Keep Online Video Free from FCC Regulation

 

by

 

Seth L. Cooper *

 

High-speed broadband Internet services are transforming the video market. In ever-increasing numbers, consumers are turning to online video services. Movies, TV programs, and other video content can now be purchased readily either individually or in bundled subscriptions. Online video distributors (OVDs) such as Apple's iTunes, Microsoft's Zune, Netflix, Hulu Plus, and Amazon Prime are fast becoming household names.

 

The FCC's Video Competition Report, released on July 20, devotes an entire section to online video services.

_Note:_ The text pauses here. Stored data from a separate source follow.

//! Typed AST for view.tree sources.
//!
//! view.tree is the declarative component description language of the $mol
//! framework: one component per `$Name $Base` header, a tab-indented tree of
//! property nodes underneath, with binding operators, literals and raw
//! strings as path elements.
//!
//! Parsing loads the grammar handle first, then runs the hand-written lexer
//! and recursive descent parser over its operator and type tables.

use thiserror::Error;

pub mod lexer;
pub mod parser;
pub mod token;

pub use viewtree_grammar::{Grammar, GrammarError};

// ============================================================================
// Location
// ============================================================================

/// Location in source code. `line` and `column` are 1-indexed and count
/// characters; `byte_offset` counts bytes from the start of the source.
#[derive(Debug, Clone, Copy, PartialEq, Eq, Default)]
pub struct Location {
    pub line: usize,
    pub column: usize,
    pub byte_offset: usize,
}

impl Location {
    pub fn new(line: usize, column: usize, byte_offset: usize) -> Self {
        Self {
            line,
            column,
            byte_offset,
        }
    }
}

// ============================================================================
// AST Nodes
// ============================================================================

/// A parsed view.tree file: components and whole-line comments.
#[derive(Debug, Clone)]
pub struct SourceFile {
    items: Vec<SourceItem>,
    location: Location,
}

impl SourceFile {
    pub fn new(items: Vec<SourceItem>, location: Location) -> Self {
        Self { items, location }
    }

    pub fn items(&self) -> &[SourceItem] {
        &self.items
    }

    /// Just the component definitions, in source order.
    pub fn components(&self) -> impl Iterator<Item = &Component> {
        self.items.iter().filter_map(|item| match item {
            SourceItem::Component(c) => Some(c),
            SourceItem::Comment(_) => None,
        })
    }

    pub fn location(&self) -> Location {
        self.location
    }
}

#[derive(Debug, Clone)]
pub enum SourceItem {
    Component(Component),
    Comment(CommentLine),
}

/// Component definition: `$name $base` plus an indented body.
#[derive(Debug, Clone)]
pub struct Component {
    pub name: String,
    pub base: String,
    pub body: Vec<BodyNode>,
    pub location: Location,
}

/// One line inside a property list.
#[derive(Debug, Clone)]
pub enum BodyNode {
    Node(PropertyNode),
    Comment(CommentLine),
    Raw(RawLine),
}

impl BodyNode {
    pub fn location(&self) -> Location {
        match self {
            BodyNode::Node(n) => n.location,
            BodyNode::Comment(n) => n.location,
            BodyNode::Raw(n) => n.location,
        }
    }

    pub fn as_node(&self) -> Option<&PropertyNode> {
        match self {
            BodyNode::Node(n) => Some(n),
            _ => None,
        }
    }
}

/// A property node: a path of space-separated elements plus children.
#[derive(Debug, Clone)]
pub struct PropertyNode {
    pub path: Vec<PathElement>,
    pub children: Vec<BodyNode>,
    pub location: Location,
}

impl PropertyNode {
    /// Name of the leading property identifier, when the node declares one.
    pub fn property_name(&self) -> Option<&str> {
        match self.path.first().map(|e| &e.kind) {
            Some(PathElementKind::Property(ident)) => Some(&ident.name),
            _ => None,
        }
    }
}

/// Disabled or annotated line: `- text`.
#[derive(Debug, Clone)]
pub struct CommentLine {
    pub text: String,
    pub location: Location,
}

/// Raw string occupying a whole line: `\content`.
#[derive(Debug, Clone)]
pub struct RawLine {
    pub content: String,
    pub location: Location,
}

/// One space-separated element of a node path.
#[derive(Debug, Clone)]
pub struct PathElement {
    pub kind: PathElementKind,
    pub location: Location,
}

#[derive(Debug, Clone, PartialEq)]
pub enum PathElementKind {
    /// `<=>`, `<=` or `=>`
    Bind(BindOp),
    /// `-` stub element
    Dash,
    /// `@` localization marker
    At,
    /// `^` dictionary inheritance
    Caret,
    /// `*` dictionary marker
    DictMarker,
    /// `/` untyped list marker
    ListMarker,
    /// `/$mol_view` or `/string`
    TypedList(ListType),
    /// `\content` (to end of line)
    Raw(String),
    Bool(bool),
    Null,
    Special(SpecialNumber),
    Number(NumberLiteral),
    /// `$name` reference
    Component(String),
    Property(PropertyIdent),
}

/// Binding operators.
#[derive(Debug, Clone, Copy, PartialEq, Eq)]
pub enum BindOp {
    /// `<=>` two-way
    Both,
    /// `<=` one-way from provider
    Left,
    /// `=>` alias to the right
    Right,
}

impl BindOp {
    pub fn as_str(&self) -> &'static str {
        match self {
            BindOp::Both => "<=>",
            BindOp::Left => "<=",
            BindOp::Right => "=>",
        }
    }
}

/// Element type of a typed list.
#[derive(Debug, Clone, PartialEq, Eq)]
pub enum ListType {
    /// `/$mol_view`
    Component(String),
    /// `/string`, `/number`, `/boolean`
    Primitive(String),
}

/// `NaN`, `Infinity`, `-Infinity`.
#[derive(Debug, Clone, Copy, PartialEq, Eq)]
pub enum SpecialNumber {
    NaN,
    Infinity,
    NegInfinity,
}

impl SpecialNumber {
    pub fn from_raw(raw: &str) -> Option<Self> {
        match raw {
            "NaN" => Some(SpecialNumber::NaN),
            "Infinity" => Some(SpecialNumber::Infinity),
            "-Infinity" => Some(SpecialNumber::NegInfinity),
            _ => None,
        }
    }

    pub fn as_str(&self) -> &'static str {
        match self {
            SpecialNumber::NaN => "NaN",
            SpecialNumber::Infinity => "Infinity",
            SpecialNumber::NegInfinity => "-Infinity",
        }
    }
}

/// A numeric literal, kept in source form.
#[derive(Debug, Clone, PartialEq, Eq)]
pub struct NumberLiteral {
    raw: String,
}

impl NumberLiteral {
    pub fn new(raw: impl Into<String>) -> Self {
        Self { raw: raw.into() }
    }

    pub fn raw(&self) -> &str {
        &self.raw
    }

    /// Numeric value; the lexer only produces parseable literals.
    pub fn value(&self) -> f64 {
        self.raw.parse().unwrap_or(f64::NAN)
    }
}

/// Property identifier split into name, `?!*` suffix run and parameter.
///
/// `click?` -> name `click`, suffix `?`; `item*key` -> name `item`,
/// suffix `*`, param `key`.
#[derive(Debug, Clone, PartialEq, Eq)]
pub struct PropertyIdent {
    pub name: String,
    pub suffix: String,
    pub param: Option<String>,
}

impl PropertyIdent {
    pub fn from_raw(raw: &str) -> Self {
        let name_end = raw
            .find(|c: char| matches!(c, '?' | '!' | '*'))
            .unwrap_or(raw.len());
        let (name, rest) = raw.split_at(name_end);
        let suffix_end = rest
            .find(|c: char| !matches!(c, '?' | '!' | '*'))
            .unwrap_or(rest.len());
        let (suffix, param) = rest.split_at(suffix_end);
        Self {
            name: name.to_string(),
            suffix: suffix.to_string(),
            param: if param.is_empty() {
                None
            } else {
                Some(param.to_string())
            },
        }
    }

    /// `?` marks a mutable (writable) property.
    pub fn is_mutable(&self) -> bool {
        self.suffix.contains('?')
    }

    /// `*` marks a keyed multi-property.
    pub fn is_keyed(&self) -> bool {
        self.suffix.contains('*')
    }
}

impl std::fmt::Display for PropertyIdent {
    fn fmt(&self, f: &mut std::fmt::Formatter<'_>) -> std::fmt::Result {
        write!(f, "{}{}", self.name, self.suffix)?;
        if let Some(param) = &self.param {
            write!(f, "{param}")?;
        }
        Ok(())
    }
}

// ============================================================================
// Errors
// ============================================================================

#[derive(Debug, Error)]
pub enum ParseError {
    #[error("grammar failed to load")]
    GrammarInit(#[source] GrammarError),

    #[error("indentation must use tabs, found space at line {line}, column {column}")]
    IndentSpace { line: usize, column: usize },

    #[error("unexpected indentation level at line {line}, column {column}")]
    IndentMismatch { line: usize, column: usize },

    #[error("unexpected character '{ch}' at line {line}, column {column}")]
    UnexpectedChar {
        ch: char,
        line: usize,
        column: usize,
    },

    #[error("invalid component name at line {line}, column {column}")]
    InvalidComponentName { line: usize, column: usize },

    #[error("component '{name}' requires a base component at line {line}, column {column}")]
    MissingBase {
        name: String,
        line: usize,
        column: usize,
    },

    #[error("invalid list type '{name}' at line {line}, column {column}")]
    InvalidListType {
        name: String,
        line: usize,
        column: usize,
    },

    #[error("{message} at line {line}, column {column}")]
    UnexpectedToken {
        message: String,
        line: usize,
        column: usize,
    },
}

impl ParseError {
    /// Source position of the error, when it has one.
    pub fn line_col(&self) -> Option<(usize, usize)> {
        match self {
            ParseError::GrammarInit(_) => None,
            ParseError::IndentSpace { line, column }
            | ParseError::IndentMismatch { line, column }
            | ParseError::UnexpectedChar { line, column, .. }
            | ParseError::InvalidComponentName { line, column }
            | ParseError::MissingBase { line, column, .. }
            | ParseError::InvalidListType { line, column, .. }
            | ParseError::UnexpectedToken { line, column, .. } => Some((*line, *column)),
        }
    }
}

// ============================================================================
// Parsing
// ============================================================================

/// Parse a view.tree source string into an AST.
pub fn parse(source: &str) -> Result<SourceFile, ParseError> {
    let grammar = viewtree_grammar::language().map_err(ParseError::GrammarInit)?;
    parse_with_grammar(source, &grammar)
}

/// Parse with a caller-supplied grammar handle.
pub fn parse_with_grammar(source: &str, grammar: &Grammar) -> Result<SourceFile, ParseError> {
    let tokens = lexer::tokenize(source, grammar)?;
    parser::parse(tokens, grammar)
}

// ============================================================================
// Tests
// ============================================================================

#[cfg(test)]
mod tests {
    use super::*;

    const SAMPLE: &str = "$my_survey_app $mol_book2_catalog\n\
\tparam \\meet\n\
\t- menu_title disabled for now\n\
\tmenu_tools /\n\
\t\t<= Meet_add $mol_button_minor\n\
\t\t\tclick? <=> meet_add? null\n\
\t\t\thint @ \\Add new Meet\n\
\t\t\tsub /\n\
\t\t\t\t<= Meet_add_icon $mol_icon_plus\n";

    #[test]
    fn parse_sample_component() {
        let file = parse(SAMPLE).unwrap();
        let comp = file.components().next().unwrap();
        assert_eq!(comp.name, "$my_survey_app");
        assert_eq!(comp.base, "$mol_book2_catalog");
        assert_eq!(comp.body.len(), 3);
    }

    #[test]
    fn parse_locations_are_one_indexed() {
        let file = parse(SAMPLE).unwrap();
        let comp = file.components().next().unwrap();
        assert_eq!(comp.location.line, 1);
        assert_eq!(comp.location.column, 1);
        let param = comp.body[0].as_node().unwrap();
        assert_eq!(param.location.line, 2);
        assert_eq!(param.location.column, 2);
    }

    #[test]
    fn parse_comment_line_text() {
        let file = parse(SAMPLE).unwrap();
        let comp = file.components().next().unwrap();
        match &comp.body[1] {
            BodyNode::Comment(c) => assert_eq!(c.text, "menu_title disabled for now"),
            other => panic!("expected comment line, got {other:?}"),
        }
    }

    #[test]
    fn parse_deep_nesting() {
        let file = parse(SAMPLE).unwrap();
        let comp = file.components().next().unwrap();
        let tools = comp.body[2].as_node().unwrap();
        assert_eq!(tools.property_name(), Some("menu_tools"));
        let button = tools.children[0].as_node().unwrap();
        assert_eq!(button.children.len(), 3);
        let sub = button.children[2].as_node().unwrap();
        let icon = sub.children[0].as_node().unwrap();
        match &icon.path[2].kind {
            PathElementKind::Component(name) => assert_eq!(name, "$mol_icon_plus"),
            other => panic!("expected component reference, got {other:?}"),
        }
    }

    #[test]
    fn parse_two_way_binding() {
        let file = parse(SAMPLE).unwrap();
        let comp = file.components().next().unwrap();
        let button = comp.body[2].as_node().unwrap().children[0].as_node().unwrap();
        let click = button.children[0].as_node().unwrap();
        let kinds: Vec<&PathElementKind> = click.path.iter().map(|e| &e.kind).collect();
        assert!(matches!(kinds[0], PathElementKind::Property(p) if p.is_mutable()));
        assert!(matches!(kinds[1], PathElementKind::Bind(BindOp::Both)));
        assert!(matches!(kinds[3], PathElementKind::Null));
    }

    #[test]
    fn parse_multiple_components() {
        let file = parse("$first $mol_view\n\n$second $mol_page\n\ttitle \\Second\n").unwrap();
        let names: Vec<&str> = file.components().map(|c| c.name.as_str()).collect();
        assert_eq!(names, vec!["$first", "$second"]);
    }

    #[test]
    fn property_ident_from_raw() {
        let plain = PropertyIdent::from_raw("title");
        assert_eq!(plain.name, "title");
        assert!(plain.suffix.is_empty());
        assert_eq!(plain.param, None);

        let keyed = PropertyIdent::from_raw("item*key");
        assert_eq!(keyed.name, "item");
        assert_eq!(keyed.suffix, "*");
        assert_eq!(keyed.param.as_deref(), Some("key"));
        assert!(keyed.is_keyed());

        let combo = PropertyIdent::from_raw("value?!");
        assert_eq!(combo.suffix, "?!");
        assert!(combo.is_mutable());
        assert_eq!(combo.to_string(), "value?!");
    }

    #[test]
    fn number_literal_values() {
        assert_eq!(NumberLiteral::new("4e2").value(), 400.0);
        assert_eq!(NumberLiteral::new("-1.5").value(), -1.5);
        assert_eq!(NumberLiteral::new(".5").value(), 0.5);
    }

    #[test]
    fn parse_error_position() {
        let err = parse("$my_app\n").unwrap_err();
        assert_eq!(err.line_col(), Some((1, 1)));
        assert!(err.to_string().contains("$my_app"));
    }

    #[test]
    fn corrupted_grammar_fails_parse() {
        let grammar = Grammar::from_json(viewtree_grammar::grammar_json()).unwrap();
        assert!(parse_with_grammar("$a $b\n", &grammar).is_ok());

        let err = Grammar::from_json("{}").unwrap_err();
        let parse_err = ParseError::GrammarInit(err);
        assert!(parse_err.line_col().is_none());
    }
}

It describes online video as "a thriving industry" that has "undergone dramatic transformation" in just the last few years. The Report describes online video delivery as "in its infancy" while OVD business strategies and consumer conduct "all remain in flux." It also states, "OVDs are entering new partnerships and innovating in products and services in order to retain and attract consumers." According to data cited in the Report, online video viewing has surpassed 50% of the U.S. population, with the number of persons that watch video on the Internet increasing 21.7% between the third quarter of 2008 and the third quarter of 2011. That same time interval saw "an increase of 79.5 percent in the amount of time spent watching video online." Netflix alone boasted over 23 million subscribers in June 2011.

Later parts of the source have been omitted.